Let's recap first the typical (and well-known) lifecycle of a service that wants to take over the market space.
- AwesomeService is born. And it's free to facilitate faster market penetration (short-circuiting the rules about selling/buying services). People start using AwesomeService
- Fast forward in the future, AwesomeService becomes part of our daily life. To the point that we use neologisms to refer to them ("to google", "hey, let's facetime tomorrow", ...)
- AwesomeService now has a huge market penetration. AwesomeService executives, investors or shareholders start asking for actual revenues after they subsidized for years. AwesomeService start tightening the leash around its users. Some people complain but nothing happens
- AwesomeService tights the leash more. Users become vocals with their complaints. Some decide they had enough and migrate elsewhere. The majority stays because of the network effect inertia ("yeah but everyone is on AwesomeService, I'm going to miss out a lot")
- AwesomeService finally becomes an intolerable amount of stinking manure, people start panicking and migrate to others platforms.
- The final stage: decadence. Users still remaining on AwesomeService are either not bothered or even take advantage of the current state of the service (which says a lot about them).
§ Bargaining the grief
In this scenario what usually happens is that we work around the issue; hackers are always resourceful and play a cat and mouse game, so we get alternatives to circumvent restrictions imposed by corporations trying to monetize on a service people now expect to stay free:
- X/Twitter.com -> people use nitter as a lightweight alternate frontend that doesn't require login. Still fighting Twitter changing APIs
- YouTube.com -> People use invidious instances
- YouTube.com blocking adblockers -> People can set a workaround with uBlock origins (JPG, 25K)

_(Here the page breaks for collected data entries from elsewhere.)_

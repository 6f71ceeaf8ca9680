//! # Bugboard API Server Library
//!
//! HTTP surface of the Bugboard issue tracker, built on the core in
//! `bugboard-shared`.
//!
//! ## Modules
//!
//! - `app`: Application state and router builder
//! - `config`: Configuration management
//! - `error`: Error handling and HTTP response mapping
//! - `middleware`: Response hardening layers
//! - `routes`: API route handlers

pub mod app;
pub mod config;
pub mod error;
pub mod middleware;
pub mod routes;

- "free" newspapers riddled with ads and tracking -> People can use uBlock Origins, NoScript, etc.
- ... and so on
Do you see a pattern? This is just refusing to recognize the problem. Just like in the five stages of grief we are just bargaining. Let me clarify: we, the users are at fault here. There is no free meal. We have been just living in a delusional world where people think that "stuff (hands waving) on internet must be free".
This is also the reason why there is https://archive.is to access paywalled information. We stubbornly keep wanting quality for free. But we need to look further and accept that this model does not work at all, not anymore.
§ A new perspective
Let's focus for a moment on journalism. Some journalists are realizing that:
- There is a need for independent information, free from the logic of newspapers subjugated to a number of pressure groups (politicians, shareholders, lobbies, etc.)
- There is too much news but very little is really conveying critical thinking
- The relationship between reader and content creator is now almost personal
- Voluntary economic transactions in the media world (such as subscriptions or recurrent donations) are becoming more and more a form of explicit support, rather than buying a service
- Involuntary support (such as ads) are much more expensive than they look because they need huge quantities to be profitable. This translates into producing big amounts of low quality content. And now with the mirage of AIs vomiting credible nonsense for basically peanuts, quality will keep on spiraling down, leading inevitably to misinformation and strumentalization
There is an untapped market of critical content consumers that are willing to pay for quality. You know, just like it was not too long ago before this craze of fake "free content providers".
§ How does the future will look like
There have been discussions for years about how this business model is problematic, but until the situation does not become critical, nothing will bulge, nobody will move a finger.
But why wait for the situation to become critical? Be the one starting the change, today:
- Let's support good quality fact-based journalism and creators: subscribe to their newsletters, support them with a monthly donation
- Promote alternative platform for creators: Peertube, Pixelfed, etc.
- Support creators on said alternative platforms: they must receive a strong signal that these platforms can support their work. And that they can enjoy a greater freedom of creativity, without being scared of opaque algorithms deciding whether their work will make money or not.
Who to follow? Who deserves your $5/month? Up to you to discover. Try funding some creators and then adjust accordingly moving your money where you think it makes more sense.
§ Acknowledgments
These thoughts are regurgitated after reading Cory Doctorow's blog and other journalists, which deserve a lot of credit for the amazing work they're doing in this space.